* _Task requirements_
The records that follow need to be output exactly as they are.

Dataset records
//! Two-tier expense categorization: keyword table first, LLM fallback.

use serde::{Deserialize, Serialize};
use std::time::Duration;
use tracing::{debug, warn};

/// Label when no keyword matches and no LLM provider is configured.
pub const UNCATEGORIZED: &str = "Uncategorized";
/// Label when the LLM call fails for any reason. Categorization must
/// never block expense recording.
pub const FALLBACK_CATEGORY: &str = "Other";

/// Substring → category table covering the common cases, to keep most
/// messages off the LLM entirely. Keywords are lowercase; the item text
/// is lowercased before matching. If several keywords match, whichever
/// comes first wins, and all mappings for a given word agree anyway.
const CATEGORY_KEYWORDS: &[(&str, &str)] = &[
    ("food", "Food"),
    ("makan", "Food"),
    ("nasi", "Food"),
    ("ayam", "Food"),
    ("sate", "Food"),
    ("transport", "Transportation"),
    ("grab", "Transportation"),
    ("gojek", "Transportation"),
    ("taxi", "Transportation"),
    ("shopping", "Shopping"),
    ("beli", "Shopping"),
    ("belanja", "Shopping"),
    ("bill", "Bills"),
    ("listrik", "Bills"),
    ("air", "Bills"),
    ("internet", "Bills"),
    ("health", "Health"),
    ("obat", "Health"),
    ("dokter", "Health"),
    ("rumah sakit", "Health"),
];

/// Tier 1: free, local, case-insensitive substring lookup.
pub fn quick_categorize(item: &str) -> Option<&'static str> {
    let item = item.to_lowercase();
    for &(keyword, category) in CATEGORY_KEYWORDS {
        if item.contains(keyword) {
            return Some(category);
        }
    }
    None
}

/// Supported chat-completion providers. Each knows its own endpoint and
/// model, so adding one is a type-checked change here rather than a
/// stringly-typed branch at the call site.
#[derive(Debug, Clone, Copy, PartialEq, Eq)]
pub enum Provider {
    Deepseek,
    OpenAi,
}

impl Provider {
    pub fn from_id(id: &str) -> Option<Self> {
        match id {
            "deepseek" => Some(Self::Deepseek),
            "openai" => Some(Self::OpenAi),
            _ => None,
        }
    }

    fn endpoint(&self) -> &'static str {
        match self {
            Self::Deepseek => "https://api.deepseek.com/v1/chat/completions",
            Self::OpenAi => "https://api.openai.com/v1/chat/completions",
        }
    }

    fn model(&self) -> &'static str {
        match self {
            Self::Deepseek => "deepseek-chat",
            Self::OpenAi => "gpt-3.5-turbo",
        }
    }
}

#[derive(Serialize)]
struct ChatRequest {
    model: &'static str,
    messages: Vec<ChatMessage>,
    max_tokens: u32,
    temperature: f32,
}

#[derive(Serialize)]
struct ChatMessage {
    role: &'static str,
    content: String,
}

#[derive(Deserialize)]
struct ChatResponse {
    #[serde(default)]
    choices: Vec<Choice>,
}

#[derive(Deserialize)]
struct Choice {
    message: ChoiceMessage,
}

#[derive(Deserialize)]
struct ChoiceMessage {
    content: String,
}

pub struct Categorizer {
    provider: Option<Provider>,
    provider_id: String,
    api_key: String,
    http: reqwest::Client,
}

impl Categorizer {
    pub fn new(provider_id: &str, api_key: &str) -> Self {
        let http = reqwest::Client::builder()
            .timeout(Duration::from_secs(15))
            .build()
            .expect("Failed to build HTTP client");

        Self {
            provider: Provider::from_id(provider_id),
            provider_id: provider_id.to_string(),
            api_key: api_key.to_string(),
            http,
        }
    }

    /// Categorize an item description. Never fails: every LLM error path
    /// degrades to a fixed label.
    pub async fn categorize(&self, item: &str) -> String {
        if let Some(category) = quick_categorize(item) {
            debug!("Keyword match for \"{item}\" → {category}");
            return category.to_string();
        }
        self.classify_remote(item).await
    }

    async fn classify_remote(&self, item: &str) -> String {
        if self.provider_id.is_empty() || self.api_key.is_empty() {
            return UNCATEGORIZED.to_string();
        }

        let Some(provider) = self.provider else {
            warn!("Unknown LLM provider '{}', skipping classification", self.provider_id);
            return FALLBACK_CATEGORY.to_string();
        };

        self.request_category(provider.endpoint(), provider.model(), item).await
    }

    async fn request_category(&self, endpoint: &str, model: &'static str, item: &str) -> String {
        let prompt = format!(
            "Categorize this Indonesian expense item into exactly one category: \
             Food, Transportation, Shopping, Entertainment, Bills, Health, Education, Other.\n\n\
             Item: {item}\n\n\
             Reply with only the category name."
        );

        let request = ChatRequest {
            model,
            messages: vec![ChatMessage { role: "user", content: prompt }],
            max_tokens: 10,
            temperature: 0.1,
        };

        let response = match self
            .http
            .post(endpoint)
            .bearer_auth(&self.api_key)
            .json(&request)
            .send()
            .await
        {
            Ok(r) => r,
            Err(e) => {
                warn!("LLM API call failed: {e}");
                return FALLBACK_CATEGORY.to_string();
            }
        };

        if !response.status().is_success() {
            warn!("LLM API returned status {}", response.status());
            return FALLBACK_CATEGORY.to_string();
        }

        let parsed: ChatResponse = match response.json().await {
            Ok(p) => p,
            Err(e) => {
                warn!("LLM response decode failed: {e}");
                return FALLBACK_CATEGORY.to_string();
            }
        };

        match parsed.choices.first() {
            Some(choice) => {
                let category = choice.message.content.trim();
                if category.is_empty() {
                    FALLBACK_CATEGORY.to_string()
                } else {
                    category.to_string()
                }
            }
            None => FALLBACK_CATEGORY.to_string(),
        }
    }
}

* _Result of the task_
//! Two-tier expense categorization: keyword table first, LLM fallback.

use serde::{Deserialize, Serialize};
use std::time::Duration;
use tracing::{debug, warn};

/// Label when no keyword matches and no LLM provider is configured.
pub const UNCATEGORIZED: &str = "Uncategorized";
/// Label when the LLM call fails for any reason. Categorization must
/// never block expense recording.
pub const FALLBACK_CATEGORY: &str = "Other";

/// Substring → category table covering the common cases, to keep most
/// messages off the LLM entirely. Keywords are lowercase; the item text
/// is lowercased before matching. If several keywords match, whichever
/// comes first wins, and all mappings for a given word agree anyway.
const CATEGORY_KEYWORDS: &[(&str, &str)] = &[
    ("food", "Food"),
    ("makan", "Food"),
    ("nasi", "Food"),
    ("ayam", "Food"),
    ("sate", "Food"),
    ("transport", "Transportation"),
    ("grab", "Transportation"),
    ("gojek", "Transportation"),
    ("taxi", "Transportation"),
    ("shopping", "Shopping"),
    ("beli", "Shopping"),
    ("belanja", "Shopping"),
    ("bill", "Bills"),
    ("listrik", "Bills"),
    ("air", "Bills"),
    ("internet", "Bills"),
    ("health", "Health"),
    ("obat", "Health"),
    ("dokter", "Health"),
    ("rumah sakit", "Health"),
];

/// Tier 1: free, local, case-insensitive substring lookup.
pub fn quick_categorize(item: &str) -> Option<&'static str> {
    let item = item.to_lowercase();
    for &(keyword, category) in CATEGORY_KEYWORDS {
        if item.contains(keyword) {
            return Some(category);
        }
    }
    None
}

/// Supported chat-completion providers. Each knows its own endpoint and
/// model, so adding one is a type-checked change here rather than a
/// stringly-typed branch at the call site.
#[derive(Debug, Clone, Copy, PartialEq, Eq)]
pub enum Provider {
    Deepseek,
    OpenAi,
}

impl Provider {
    pub fn from_id(id: &str) -> Option<Self> {
        match id {
            "deepseek" => Some(Self::Deepseek),
            "openai" => Some(Self::OpenAi),
            _ => None,
        }
    }

    fn endpoint(&self) -> &'static str {
        match self {
            Self::Deepseek => "https://api.deepseek.com/v1/chat/completions",
            Self::OpenAi => "https://api.openai.com/v1/chat/completions",
        }
    }

    fn model(&self) -> &'static str {
        match self {
            Self::Deepseek => "deepseek-chat",
            Self::OpenAi => "gpt-3.5-turbo",
        }
    }
}

#[derive(Serialize)]
struct ChatRequest {
    model: &'static str,
    messages: Vec<ChatMessage>,
    max_tokens: u32,
    temperature: f32,
}

#[derive(Serialize)]
struct ChatMessage {
    role: &'static str,
    content: String,
}

#[derive(Deserialize)]
struct ChatResponse {
    #[serde(default)]
    choices: Vec<Choice>,
}

#[derive(Deserialize)]
struct Choice {
    message: ChoiceMessage,
}

#[derive(Deserialize)]
struct ChoiceMessage {
    content: String,
}

pub struct Categorizer {
    provider: Option<Provider>,
    provider_id: String,
    api_key: String,
    http: reqwest::Client,
}

impl Categorizer {
    pub fn new(provider_id: &str, api_key: &str) -> Self {
        let http = reqwest::Client::builder()
            .timeout(Duration::from_secs(15))
            .build()
            .expect("Failed to build HTTP client");

        Self {
            provider: Provider::from_id(provider_id),
            provider_id: provider_id.to_string(),
            api_key: api_key.to_string(),
            http,
        }
    }

    /// Categorize an item description. Never fails: every LLM error path
    /// degrades to a fixed label.
    pub async fn categorize(&self, item: &str) -> String {
        if let Some(category) = quick_categorize(item) {
            debug!("Keyword match for \"{item}\" → {category}");
            return category.to_string();
        }
        self.classify_remote(item).await
    }

    async fn classify_remote(&self, item: &str) -> String {
        if self.provider_id.is_empty() || self.api_key.is_empty() {
            return UNCATEGORIZED.to_string();
        }

        let Some(provider) = self.provider else {
            warn!("Unknown LLM provider '{}', skipping classification", self.provider_id);
            return FALLBACK_CATEGORY.to_string();
        };

        self.request_category(provider.endpoint(), provider.model(), item).await
    }

    async fn request_category(&self, endpoint: &str, model: &'static str, item: &str) -> String {
        let prompt = format!(
            "Categorize this Indonesian expense item into exactly one category: \
             Food, Transportation, Shopping, Entertainment, Bills, Health, Education, Other.\n\n\
             Item: {item}\n\n\
             Reply with only the category name."
        );

        let request = ChatRequest {
            model,
            messages: vec![ChatMessage { role: "user", content: prompt }],
            max_tokens: 10,
            temperature: 0.1,
        };

        let response = match self
            .http
            .post(endpoint)
            .bearer_auth(&self.api_key)
            .json(&request)
            .send()
            .await
        {
            Ok(r) => r,
            Err(e) => {
                warn!("LLM API call failed: {e}");
                return FALLBACK_CATEGORY.to_string();
            }
        };

        if !response.status().is_success() {
            warn!("LLM API returned status {}", response.status());
            return FALLBACK_CATEGORY.to_string();
        }

        let parsed: ChatResponse = match response.json().await {
            Ok(p) => p,
            Err(e) => {
                warn!("LLM response decode failed: {e}");
                return FALLBACK_CATEGORY.to_string();
            }
        };

        match parsed.choices.first() {
            Some(choice) => {
                let category = choice.message.content.trim();
                if category.is_empty() {
                    FALLBACK_CATEGORY.to_string()
                } else {
                    category.to_string()
                }
            }
            None => FALLBACK_CATEGORY.to_string(),
        }
    }
}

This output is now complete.